[DATA TO USE Boundary: Start]

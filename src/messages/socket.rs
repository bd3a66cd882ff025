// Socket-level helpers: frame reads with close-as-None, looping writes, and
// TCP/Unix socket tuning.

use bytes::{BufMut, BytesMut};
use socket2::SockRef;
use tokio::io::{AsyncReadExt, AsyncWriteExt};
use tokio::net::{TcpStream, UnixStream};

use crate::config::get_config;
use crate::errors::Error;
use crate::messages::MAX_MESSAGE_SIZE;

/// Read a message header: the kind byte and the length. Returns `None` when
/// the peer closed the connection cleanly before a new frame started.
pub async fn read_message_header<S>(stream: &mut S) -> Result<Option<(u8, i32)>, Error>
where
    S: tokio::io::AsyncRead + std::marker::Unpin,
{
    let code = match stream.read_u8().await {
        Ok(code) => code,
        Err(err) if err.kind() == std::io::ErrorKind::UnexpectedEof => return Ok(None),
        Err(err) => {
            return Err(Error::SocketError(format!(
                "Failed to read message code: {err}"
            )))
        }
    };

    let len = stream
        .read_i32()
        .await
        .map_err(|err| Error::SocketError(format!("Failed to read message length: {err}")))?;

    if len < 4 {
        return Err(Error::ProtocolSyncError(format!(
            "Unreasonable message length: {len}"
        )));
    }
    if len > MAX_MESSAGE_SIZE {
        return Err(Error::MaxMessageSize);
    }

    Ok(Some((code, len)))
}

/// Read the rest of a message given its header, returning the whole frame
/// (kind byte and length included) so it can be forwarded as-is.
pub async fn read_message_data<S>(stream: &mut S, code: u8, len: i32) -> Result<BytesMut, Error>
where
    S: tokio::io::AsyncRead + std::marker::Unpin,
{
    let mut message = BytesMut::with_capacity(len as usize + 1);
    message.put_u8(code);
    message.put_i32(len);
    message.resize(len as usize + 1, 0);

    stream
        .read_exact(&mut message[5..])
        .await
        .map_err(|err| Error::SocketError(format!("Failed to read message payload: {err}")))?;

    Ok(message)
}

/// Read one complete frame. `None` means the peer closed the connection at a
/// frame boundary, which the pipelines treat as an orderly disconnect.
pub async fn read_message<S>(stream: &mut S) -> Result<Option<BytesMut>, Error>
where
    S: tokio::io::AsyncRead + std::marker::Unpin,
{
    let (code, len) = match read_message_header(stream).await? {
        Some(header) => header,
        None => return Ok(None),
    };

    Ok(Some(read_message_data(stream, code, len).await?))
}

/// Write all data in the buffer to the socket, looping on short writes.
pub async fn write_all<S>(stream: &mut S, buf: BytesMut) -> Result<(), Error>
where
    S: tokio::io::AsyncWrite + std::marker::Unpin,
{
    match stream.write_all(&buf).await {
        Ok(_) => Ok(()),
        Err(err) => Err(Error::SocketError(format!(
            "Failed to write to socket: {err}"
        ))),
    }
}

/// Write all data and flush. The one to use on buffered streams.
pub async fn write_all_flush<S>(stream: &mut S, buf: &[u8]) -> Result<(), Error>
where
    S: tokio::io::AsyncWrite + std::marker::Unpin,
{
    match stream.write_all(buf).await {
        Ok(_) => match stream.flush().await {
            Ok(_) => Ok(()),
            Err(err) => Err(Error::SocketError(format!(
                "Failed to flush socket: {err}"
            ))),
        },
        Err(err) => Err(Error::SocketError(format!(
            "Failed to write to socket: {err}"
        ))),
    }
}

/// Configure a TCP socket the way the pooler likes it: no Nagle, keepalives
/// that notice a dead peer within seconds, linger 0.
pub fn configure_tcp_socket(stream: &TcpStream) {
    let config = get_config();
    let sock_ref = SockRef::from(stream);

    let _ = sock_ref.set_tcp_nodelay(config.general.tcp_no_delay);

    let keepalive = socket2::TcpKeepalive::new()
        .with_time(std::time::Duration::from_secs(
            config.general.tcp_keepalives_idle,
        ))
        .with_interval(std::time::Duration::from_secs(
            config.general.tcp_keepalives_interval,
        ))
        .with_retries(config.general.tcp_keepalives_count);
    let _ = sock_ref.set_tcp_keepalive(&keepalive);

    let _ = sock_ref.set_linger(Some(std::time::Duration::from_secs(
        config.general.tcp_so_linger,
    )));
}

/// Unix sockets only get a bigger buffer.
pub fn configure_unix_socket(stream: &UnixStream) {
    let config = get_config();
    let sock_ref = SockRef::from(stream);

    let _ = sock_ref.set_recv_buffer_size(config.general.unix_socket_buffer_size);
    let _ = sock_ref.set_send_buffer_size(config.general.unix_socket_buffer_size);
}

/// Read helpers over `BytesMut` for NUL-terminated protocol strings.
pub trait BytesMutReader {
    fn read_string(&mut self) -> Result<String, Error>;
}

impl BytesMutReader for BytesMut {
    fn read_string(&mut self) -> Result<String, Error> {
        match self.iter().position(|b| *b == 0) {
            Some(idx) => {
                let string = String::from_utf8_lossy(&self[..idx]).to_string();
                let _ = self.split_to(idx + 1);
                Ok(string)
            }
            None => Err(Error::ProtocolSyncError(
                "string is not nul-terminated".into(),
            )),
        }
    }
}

[DATA TO USE Boundary: End]

* _TASK DETAILS_:
Would you set down, word for word, the lines from the opening of the entries above through the line with "use crate::messages::MAX_MESSAGE_SIZE;", both included, and no others?

* _FINISHED TASK_:
filename src/messages/socket.rs
repository bd3a66cd882ff025
// Socket-level helpers: frame reads with close-as-None, looping writes, and
// TCP/Unix socket tuning.

use bytes::{BufMut, BytesMut};
use socket2::SockRef;
use tokio::io::{AsyncReadExt, AsyncWriteExt};
use tokio::net::{TcpStream, UnixStream};

use crate::config::get_config;
use crate::errors::Error;
use crate::messages::MAX_MESSAGE_SIZE;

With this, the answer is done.